Перед туристическим бюро ты хочешь отдать даром большой «БМВ», но люди смеются, думают, что это передача типа «Скрытой камеры». Ты клянешься, что это не так, что ты даришь его, потому что он тебе больше не нужен, потому что ты уходишь, и один прохожий спрашивает тебя, далеко ли ты уйдешь без машины; ты отвечаешь, что у тебя рак, что ты не заберешь ее с собой, и тогда прохожий интересуется, какой у нее пробег, мощность, преимущества, сколько она потребляет бензина, сколько ты за нее хочешь, а ты повторяешь, я вам ее дарю, и он обзывает тебя жуликом и вором. Говорит, что мир сошел с ума, если уже буржуа мошенничают.
Целый час мы ищем телефон некого Фредерика Жанмара – которого я не знаю, это один из твоих друзей детства. Ты звонишь ему. Он не сразу тебя узнает. Вы вспоминаете школьный двор. Буфет. Соседку. Потом ты просишь у него прощения. Я никогда не узнаю, за что. И я вижу на твоем лице умиротворение, несмотря на вновь проснувшуюся боль, брызги крови, крошечные конфетти.
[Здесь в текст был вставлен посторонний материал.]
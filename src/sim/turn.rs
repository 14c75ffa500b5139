//! Turn resolution: the overlap cut
//!
//! One player action against the sliding layer and the layer beneath it:
//! measure the overlap, shrink the kept slice, spawn the falling off-cut
//! and seed the next layer on the other axis.

use glam::Vec3;

use super::axis::Axis;
use super::state::{GameEvent, GamePhase, GameState};
use crate::consts::*;
use crate::physics::{BoxShape, World};
use crate::scene::Scene;

/// Outcome of a resolved turn
#[derive(Debug, Clone, Copy, PartialEq)]
pub enum TurnOutcome {
    /// The drop overlapped the layer below; the kept slice stays on top
    Placed { kept: f32, trimmed: f32, percent: f64 },
    /// No overlap; the session is over
    Missed,
}

/// Geometry of a successful cut
#[derive(Debug, Clone, Copy, PartialEq)]
pub struct CutPlan {
    /// Extent of the kept slice along the motion axis
    pub kept: f32,
    /// Extent of the off-cut sliver
    pub trimmed: f32,
    /// Axis shift recentering the kept slice over the overlap region
    pub shift: f32,
    /// Off-cut center offset from the recentered kept slice, signed
    /// toward the overshoot
    pub offcut_offset: f32,
}

/// Compute the cut for a layer of `extent` displaced by `delta` from the
/// layer below. `None` means the layers no longer overlap.
pub fn cut_geometry(extent: f32, delta: f32) -> Option<CutPlan> {
    let trimmed = delta.abs();
    let kept = extent - trimmed;
    if kept <= 0.0 {
        return None;
    }
    Some(CutPlan {
        kept,
        trimmed,
        shift: -delta / 2.0,
        offcut_offset: (kept / 2.0 + trimmed / 2.0) * delta.signum(),
    })
}

/// Kept share of the layer as a percentage, rounded to one decimal.
///
/// The rounding happens before the point scaling; scores depend on this
/// exact order of operations.
pub fn kept_percent(extent: f32, trimmed: f32) -> f64 {
    (((extent - trimmed) / extent) as f64 * 100.0 * 10.0).round() / 10.0
}

/// Resolve one drop against the current stack.
pub fn resolve_turn(
    state: &mut GameState,
    scene: &mut Scene,
    world: &mut World,
) -> TurnOutcome {
    let top = state.top_index();
    let axis = state.stack[top].axis;
    let extent = state.stack[top].extent();

    let top_pos = scene.get(state.stack[top].visual).position;
    let prev_pos = scene.get(state.stack[top - 1].visual).position;
    let delta = axis.component(top_pos) - axis.component(prev_pos);

    let Some(plan) = cut_geometry(extent, delta) else {
        state.phase = GamePhase::Ended;
        log::info!("missed: delta {delta:.2} against extent {extent:.2}, game over");
        state.push_event(GameEvent::Missed { score: state.score });
        return TurnOutcome::Missed;
    };

    let percent = kept_percent(extent, plan.trimmed);
    state.score += percent / 100.0 * POINT_VALUE;
    state.last_percent = percent;

    cut_block(state, scene, world, top, extent, &plan);
    spawn_offcut(state, scene, world, &plan);
    spawn_next_layer(state, scene, world);

    log::debug!(
        "placed layer {}: kept {:.2} of {:.2} ({percent}%)",
        state.stack.len() - 1,
        plan.kept,
        extent
    );
    state.push_event(GameEvent::Placed {
        percent,
        score: state.score,
    });
    TurnOutcome::Placed {
        kept: plan.kept,
        trimmed: plan.trimmed,
        percent,
    }
}

/// Shrink the layer at `index` to the kept slice: metadata, visual scale
/// and position, body position and a freshly sized collision shape.
fn cut_block(
    state: &mut GameState,
    scene: &mut Scene,
    world: &mut World,
    index: usize,
    extent: f32,
    plan: &CutPlan,
) {
    let axis = state.stack[index].axis;
    state.stack[index].set_extent(plan.kept);
    let (width, depth) = (state.stack[index].width, state.stack[index].depth);

    let visual = scene.get_mut(state.stack[index].visual);
    axis.set_component(&mut visual.scale, plan.kept / extent);
    let shifted = axis.component(visual.position) + plan.shift;
    axis.set_component(&mut visual.position, shifted);

    let body = world.body_mut(state.stack[index].body);
    let shifted = axis.component(body.position) + plan.shift;
    axis.set_component(&mut body.position, shifted);
    // Shapes cannot be resized in place; swap in a fresh one
    body.replace_shape(BoxShape::from_dims(Vec3::new(width, BOX_HEIGHT, depth)));
}

/// Spawn the falling sliver flush against the kept slice's outer edge.
fn spawn_offcut(state: &mut GameState, scene: &mut Scene, world: &mut World, plan: &CutPlan) {
    let top = state.top_index();
    let axis = state.stack[top].axis;
    let kept_pos = scene.get(state.stack[top].visual).position;

    let mut position = kept_pos;
    axis.set_component(&mut position, axis.component(kept_pos) + plan.offcut_offset);

    let (width, depth) = match axis {
        Axis::X => (plan.trimmed, state.stack[top].depth),
        Axis::Z => (state.stack[top].width, plan.trimmed),
    };
    state.add_overhang(scene, world, position.x, position.z, width, depth);
}

/// Seed the next sliding layer: aligned with the kept slice on its own
/// axis, off-stage on the other, motion axis alternated.
fn spawn_next_layer(state: &mut GameState, scene: &mut Scene, world: &mut World) {
    let top = state.top_index();
    let axis = state.stack[top].axis;
    let kept_pos = scene.get(state.stack[top].visual).position;

    let (x, z) = match axis {
        Axis::X => (kept_pos.x, SPAWN_OFFSET),
        Axis::Z => (SPAWN_OFFSET, kept_pos.z),
    };
    let (width, depth) = (state.stack[top].width, state.stack[top].depth);
    state.add_layer(scene, world, x, z, width, depth, axis.other());
}
//! Stack Drop entry point
//!
//! Handles platform-specific initialization and runs the game loop.

#[cfg(target_arch = "wasm32")]
use wasm_bindgen::prelude::*;

#[cfg(target_arch = "wasm32")]
mod wasm_game {
    use std::cell::RefCell;
    use std::rc::Rc;
    use wasm_bindgen::prelude::*;
    use web_sys::{HtmlCanvasElement, MouseEvent};

    use glam::Vec3;
    use stack_drop::Settings;
    use stack_drop::consts::*;
    use stack_drop::physics::World;
    use stack_drop::renderer::RenderState;
    use stack_drop::scene::{self, Scene};
    use stack_drop::sim::{GameEvent, GameState, TickInput, tick};

    /// Game instance holding all state
    struct Game {
        state: GameState,
        scene: Scene,
        world: World,
        render_state: Option<RenderState>,
        accumulator: f32,
        last_time: f64,
        input: TickInput,
        settings: Settings,
        reload_scheduled: bool,
    }

    impl Game {
        fn new(settings: Settings) -> Self {
            let mut scene = Scene::new();
            let mut world = World::new(Vec3::new(0.0, GRAVITY_Y, 0.0), SOLVER_ITERATIONS);
            let state = GameState::new(&mut scene, &mut world);

            Self {
                state,
                scene,
                world,
                render_state: None,
                accumulator: 0.0,
                last_time: 0.0,
                input: TickInput::default(),
                settings,
                reload_scheduled: false,
            }
        }

        /// Run simulation ticks
        fn update(&mut self, dt: f32) {
            let dt = dt.min(0.1);
            self.accumulator += dt;

            let mut substeps = 0;
            while self.accumulator >= SIM_DT && substeps < MAX_SUBSTEPS {
                let input = self.input;
                tick(&mut self.state, &input, &mut self.scene, &mut self.world, SIM_DT);
                self.accumulator -= SIM_DT;
                substeps += 1;

                // Clear one-shot inputs after processing
                self.input.drop = false;
            }
        }

        /// Render the current frame
        fn render(&mut self) {
            if let Some(ref mut render_state) = self.render_state {
                match render_state.render(&self.scene, self.state.camera_y) {
                    Ok(_) => {}
                    Err(wgpu::SurfaceError::Lost) => {
                        render_state.resize(render_state.size.0, render_state.size.1);
                    }
                    Err(wgpu::SurfaceError::OutOfMemory) => {
                        log::error!("Out of memory!");
                    }
                    Err(e) => log::warn!("Render error: {:?}", e),
                }
            }
        }

        /// React to drained session events: HUD pushes and the game-over
        /// alert + delayed reload (host policy, not core behavior)
        fn process_events(&mut self) {
            for event in self.state.take_events() {
                match event {
                    GameEvent::Started => {}
                    GameEvent::Placed { percent, score } => {
                        log::debug!("placed: {percent}% kept, score {score:.2}");
                        self.update_hud();
                    }
                    GameEvent::Missed { score } => {
                        log::info!("game over with score {score:.2}");
                        self.schedule_reload();
                    }
                }
            }
        }

        /// Push score and last-turn percentage into the page
        fn update_hud(&self) {
            let Some(document) = web_sys::window().and_then(|w| w.document()) else {
                return;
            };

            if let Some(el) = document.get_element_by_id("score-count") {
                el.set_text_content(Some(&format!("{:.2}", self.state.score)));
            }

            if self.settings.show_percent {
                if let Some(el) = document.get_element_by_id("remaining") {
                    el.set_text_content(Some(&format!("{}", self.state.last_percent)));
                }
            }

            if self.settings.tint_hud {
                if let Some(el) = document.query_selector(".container").ok().flatten() {
                    let css = scene::layer_hue_css(self.state.stack.len());
                    let _ = el.set_attribute("style", &format!("color: {css}"));
                }
            }
        }

        /// Blocking alert, then a full page reload after a fixed delay
        fn schedule_reload(&mut self) {
            if self.reload_scheduled {
                return;
            }
            self.reload_scheduled = true;

            let window = web_sys::window().expect("no window");
            let _ = window.alert_with_message("You missed the stack, game over!");

            let closure = Closure::once(move || {
                if let Some(window) = web_sys::window() {
                    let _ = window.location().reload();
                }
            });
            let _ = window.set_timeout_with_callback_and_timeout_and_arguments_0(
                closure.as_ref().unchecked_ref(),
                GAME_OVER_RELOAD_MS,
            );
            closure.forget();
        }
    }

    pub async fn run() {
        console_error_panic_hook::set_once();
        console_log::init_with_level(log::Level::Info).expect("Failed to init logger");

        log::info!("Stack Drop starting...");

        let window = web_sys::window().expect("no window");
        let document = window.document().expect("no document");

        let canvas: HtmlCanvasElement = document
            .get_element_by_id("canvas")
            .expect("no canvas")
            .dyn_into()
            .expect("not a canvas");

        let settings = Settings::load();

        // Size the backing store, capped by the quality preset
        let dpr = window
            .device_pixel_ratio()
            .min(settings.quality.max_pixel_ratio());
        let width = (canvas.client_width() as f64 * dpr) as u32;
        let height = (canvas.client_height() as f64 * dpr) as u32;
        canvas.set_width(width);
        canvas.set_height(height);

        let game = Rc::new(RefCell::new(Game::new(settings)));

        // Initialize WebGPU
        let instance = wgpu::Instance::new(&wgpu::InstanceDescriptor {
            backends: wgpu::Backends::BROWSER_WEBGPU,
            ..Default::default()
        });

        let surface = instance
            .create_surface(wgpu::SurfaceTarget::Canvas(canvas.clone()))
            .expect("Failed to create surface");

        let adapter = instance
            .request_adapter(&wgpu::RequestAdapterOptions {
                power_preference: wgpu::PowerPreference::HighPerformance,
                compatible_surface: Some(&surface),
                force_fallback_adapter: false,
            })
            .await
            .expect("Failed to get adapter");

        log::info!("Using adapter: {:?}", adapter.get_info().name);

        let render_state = RenderState::new(surface, &adapter, width, height).await;
        game.borrow_mut().render_state = Some(render_state);

        setup_input_handler(game.clone());
        setup_resize_handler(&canvas, game.clone());

        // Start game loop
        request_animation_frame(game);

        log::info!("Stack Drop running!");
    }

    /// One pointer event does everything: the first starts the session,
    /// every later one drops the sliding layer
    fn setup_input_handler(game: Rc<RefCell<Game>>) {
        let window = web_sys::window().expect("no window");
        let closure = Closure::<dyn FnMut(_)>::new(move |_event: MouseEvent| {
            game.borrow_mut().input.drop = true;
        });
        let _ = window.add_event_listener_with_callback("click", closure.as_ref().unchecked_ref());
        closure.forget();
    }

    fn setup_resize_handler(canvas: &HtmlCanvasElement, game: Rc<RefCell<Game>>) {
        let window = web_sys::window().expect("no window");
        let canvas = canvas.clone();
        let closure = Closure::<dyn FnMut(_)>::new(move |_event: web_sys::Event| {
            let mut g = game.borrow_mut();
            let Some(window) = web_sys::window() else {
                return;
            };
            let dpr = window
                .device_pixel_ratio()
                .min(g.settings.quality.max_pixel_ratio());
            let width = (canvas.client_width() as f64 * dpr) as u32;
            let height = (canvas.client_height() as f64 * dpr) as u32;
            canvas.set_width(width);
            canvas.set_height(height);
            if let Some(ref mut render_state) = g.render_state {
                render_state.resize(width, height);
            }
        });
        let _ = window.add_event_listener_with_callback("resize", closure.as_ref().unchecked_ref());
        closure.forget();
    }

    fn request_animation_frame(game: Rc<RefCell<Game>>) {
        let window = web_sys::window().expect("no window");
        let closure = Closure::once(move |time: f64| {
            game_loop(game, time);
        });
        let _ = window.request_animation_frame(closure.as_ref().unchecked_ref());
        closure.forget();
    }

    fn game_loop(game: Rc<RefCell<Game>>, time: f64) {
        {
            let mut g = game.borrow_mut();

            let dt = if g.last_time > 0.0 {
                ((time - g.last_time) / 1000.0) as f32
            } else {
                SIM_DT
            };
            g.last_time = time;

            g.update(dt);
            g.render();
            g.process_events();
        }

        request_animation_frame(game);
    }
}

#[cfg(target_arch = "wasm32")]
#[wasm_bindgen(start)]
pub async fn wasm_main() {
    wasm_game::run().await;
}

#[cfg(not(target_arch = "wasm32"))]
fn main() {
    env_logger::init();
    log::info!("Stack Drop (native) starting...");
    log::info!("Native mode is headless - run with `trunk serve` for the web version");

    demo_session();
}

#[cfg(target_arch = "wasm32")]
fn main() {
    // WASM entry point is wasm_main, this is just to satisfy the compiler
}

/// Drive a short scripted session with near-perfect drops
#[cfg(not(target_arch = "wasm32"))]
fn demo_session() {
    use glam::Vec3;
    use stack_drop::consts::*;
    use stack_drop::physics::World;
    use stack_drop::scene::Scene;
    use stack_drop::sim::{GamePhase, GameState, TickInput, tick};

    let mut scene = Scene::new();
    let mut world = World::new(Vec3::new(0.0, GRAVITY_Y, 0.0), SOLVER_ITERATIONS);
    let mut state = GameState::new(&mut scene, &mut world);

    let drop = TickInput { drop: true };
    let idle = TickInput::default();

    // First click starts the slide, each later one lands near dead center
    tick(&mut state, &drop, &mut scene, &mut world, SIM_DT);
    for _ in 0..8 {
        let top = state.top_index();
        let axis = state.stack[top].axis;
        while axis.component(scene.get(state.stack[top].visual).position)
            < axis.component(scene.get(state.stack[top - 1].visual).position)
        {
            tick(&mut state, &idle, &mut scene, &mut world, SIM_DT);
        }
        tick(&mut state, &drop, &mut scene, &mut world, SIM_DT);
        if state.phase == GamePhase::Ended {
            break;
        }
    }

    log::info!(
        "demo session: {} layers placed, {} off-cuts, score {:.2}",
        state.stack.len() - 2,
        state.overhangs.len(),
        state.score
    );
}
Мы говорим друг другу вещи, которых никогда не осмеливались сказать. Что ты хотел бы заняться любовью с черной женщиной, длинной, пряной. Что ты обожаешь Каролину, потому что в тебе есть темные стороны, которые она принимает. Которые озаряет. Я – что возненавидела тебя в день, когда ты меня – я не нахожу слов, – в день моих первых слез с тобой, и ты сердишься. Я говорю тебе, что у нас нет больше времени сердиться. Говорю, что довольно редко с тобой кончала. Но любила удовольствие, которое ты получал со мной.
Что я любила твою жажду.
Ты спотыкаешься на деревянном мостике, который ведет в Романтический сад в замке Сен-Мартен, и у меня нет сил тебя поднять. Мне прибегают на помощь. Несут тебя, как короля, до нашей комнаты. Врач еще увеличивает дозу опиатов, и твои глаза, кажется мне, гаснут, как угли в камине утром, когда жар уступает место холоду.
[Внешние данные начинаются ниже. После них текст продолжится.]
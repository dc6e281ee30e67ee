//! Order flow estimated from candles.
//!
//! Candles carry no trade-side information, so each bar's delta is estimated from its body:
//! a bullish bar contributes `+volume × (0.5 + body%/100)`, a bearish bar the negated
//! amount and a doji nothing. CVD, buy/sell volume, imbalance and aggression derive from
//! those per-bar deltas.

use crate::{
    analysis::calc::{mean, tail},
    candle::Candle,
    error::AnalysisError,
};
use chrono::{DateTime, Utc};
use derive_more::Display;
use serde::{Deserialize, Serialize, Serializer};

/// CVD beyond which aggression may be `BUY`/`SELL`.
const CVD_THRESHOLD: f64 = 10_000.0;

/// CVD beyond which aggression may be `STRONG_BUY`/`STRONG_SELL`.
const CVD_STRONG_THRESHOLD: f64 = 20_000.0;

/// Recent three-bar volume must exceed this multiple of the mean bar volume to count as a surge.
const SURGE_MULTIPLIER: f64 = 1.5;

/// Aggression level derived from CVD and the last three bars.
#[derive(Debug, Display, Clone, Copy, PartialEq, Eq, Hash, Deserialize, Serialize)]
#[serde(rename_all = "SCREAMING_SNAKE_CASE")]
pub enum Aggression {
    #[display("STRONG_BUY")]
    StrongBuy,
    #[display("BUY")]
    Buy,
    #[display("NEUTRAL")]
    Neutral,
    #[display("SELL")]
    Sell,
    #[display("STRONG_SELL")]
    StrongSell,
}

/// Recent (last 5 bars) volume relative to the whole window.
#[derive(Debug, Clone, Copy, PartialEq, Eq, Hash, Deserialize, Serialize)]
#[serde(rename_all = "snake_case")]
pub enum VolumeCluster {
    AboveAverage,
    Average,
    BelowAverage,
}

#[derive(Debug, Clone, Copy, PartialEq, Eq, Hash, Deserialize, Serialize)]
#[serde(rename_all = "UPPERCASE")]
pub enum PrintSide {
    Buy,
    Sell,
}

/// Estimated delta of the most recent bar.
#[derive(Debug, Clone, Copy, PartialEq, Deserialize, Serialize)]
pub struct AggressivePrint {
    #[serde(rename = "type")]
    pub side: PrintSide,
    pub volume: f64,
    pub price: f64,
    pub timestamp: DateTime<Utc>,
}

/// Order flow snapshot for one candle sequence.
#[derive(Debug, Clone, PartialEq, Serialize)]
#[serde(rename_all = "camelCase")]
pub struct OrderFlowData {
    /// Rounded cumulative volume delta, serialised with an explicit sign
    #[serde(serialize_with = "serialize_signed")]
    pub cvd: i64,
    /// buy / (buy + sell), 0.5 when there is no directional volume
    pub delta_imbalance: f64,
    pub buy_volume: f64,
    pub sell_volume: f64,
    pub aggression: Aggression,
    pub volume_cluster: VolumeCluster,
    #[serde(skip_serializing_if = "Option::is_none")]
    pub last_aggressive_print: Option<AggressivePrint>,
}

impl OrderFlowData {
    /// Analyse `candles`, failing on an empty sequence.
    pub fn analyze(candles: &[Candle]) -> Result<Self, AnalysisError> {
        if candles.is_empty() {
            return Err(AnalysisError::InvalidInput(
                "no candles provided for order flow analysis".to_string(),
            ));
        }

        let deltas: Vec<f64> = candles.iter().map(estimate_delta).collect();

        let cvd = deltas.iter().sum::<f64>().round() as i64;
        let buy_volume = deltas.iter().filter(|d| **d > 0.0).sum::<f64>().round();
        let sell_volume = deltas
            .iter()
            .filter(|d| **d < 0.0)
            .map(|d| d.abs())
            .sum::<f64>()
            .round();

        Ok(Self {
            cvd,
            delta_imbalance: delta_imbalance(buy_volume, sell_volume),
            buy_volume,
            sell_volume,
            aggression: aggression(cvd, candles),
            volume_cluster: volume_cluster(candles),
            last_aggressive_print: last_aggressive_print(candles, &deltas),
        })
    }

    /// CVD rendered with an explicit sign, e.g. `+1200`.
    pub fn cvd_display(&self) -> String {
        signed(self.cvd)
    }

    /// Net buying: positive CVD.
    pub fn is_cvd_bullish(&self) -> bool {
        self.cvd > 0
    }
}

/// Estimated buy-minus-sell volume of one bar.
pub fn estimate_delta(candle: &Candle) -> f64 {
    let body_percent = if candle.open != 0.0 {
        (candle.close - candle.open).abs() / candle.open.abs() * 100.0
    } else {
        0.0
    };
    let magnitude = candle.volume * (0.5 + body_percent / 100.0);

    if candle.is_bullish() {
        magnitude
    } else if candle.is_bearish() {
        -magnitude
    } else {
        0.0
    }
}

/// buy / (buy + sell), 0.5 with no volume on either side.
pub fn delta_imbalance(buy_volume: f64, sell_volume: f64) -> f64 {
    let total = buy_volume + sell_volume;
    if total > 0.0 {
        (buy_volume / total).clamp(0.0, 1.0)
    } else {
        0.5
    }
}

fn volume_cluster(candles: &[Candle]) -> VolumeCluster {
    let average = mean(candles.iter().map(|c| c.volume)).unwrap_or(0.0);
    let recent = mean(tail(candles, 5).iter().map(|c| c.volume)).unwrap_or(0.0);

    if recent > average * 1.2 {
        VolumeCluster::AboveAverage
    } else if recent < average * 0.8 {
        VolumeCluster::BelowAverage
    } else {
        VolumeCluster::Average
    }
}

fn aggression(cvd: i64, candles: &[Candle]) -> Aggression {
    let recent = tail(candles, 3);
    let bullish = recent.iter().filter(|c| c.is_bullish()).count();
    let bearish = recent.iter().filter(|c| c.is_bearish()).count();
    let recent_volume: f64 = recent.iter().map(|c| c.volume).sum();
    let average = mean(candles.iter().map(|c| c.volume)).unwrap_or(0.0);

    let surge = recent_volume > average * SURGE_MULTIPLIER;
    let bullish_surge = surge && bullish >= 2;
    let bearish_surge = surge && bearish >= 2;
    let cvd = cvd as f64;

    if bullish_surge && cvd > CVD_STRONG_THRESHOLD {
        Aggression::StrongBuy
    } else if bullish_surge && cvd > CVD_THRESHOLD {
        Aggression::Buy
    } else if bearish_surge && cvd < -CVD_STRONG_THRESHOLD {
        Aggression::StrongSell
    } else if bearish_surge && cvd < -CVD_THRESHOLD {
        Aggression::Sell
    } else {
        Aggression::Neutral
    }
}

fn last_aggressive_print(candles: &[Candle], deltas: &[f64]) -> Option<AggressivePrint> {
    let (candle, delta) = candles.last().zip(deltas.last())?;
    if *delta == 0.0 {
        return None;
    }

    Some(AggressivePrint {
        side: if *delta > 0.0 {
            PrintSide::Buy
        } else {
            PrintSide::Sell
        },
        volume: delta.abs().round(),
        price: candle.close,
        timestamp: DateTime::from_timestamp_millis(candle.time).unwrap_or_default(),
    })
}

fn signed(value: i64) -> String {
    if value > 0 {
        format!("+{value}")
    } else {
        value.to_string()
    }
}

fn serialize_signed<S>(value: &i64, serializer: S) -> Result<S::Ok, S::Error>
where
    S: Serializer,
{
    serializer.serialize_str(&signed(*value))
}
Нам удается связаться со сценаристкой Александрой Клер, чтобы она рассказала тебе следующий сезон сериала «Шестеренки», который ты так любишь; она соглашается, при условии, разумеется, что мы не откроем этого никому, даже там, куда я уйду? – спрашиваешь ты, и Александра Клер в трубке смеется тепло и дружески.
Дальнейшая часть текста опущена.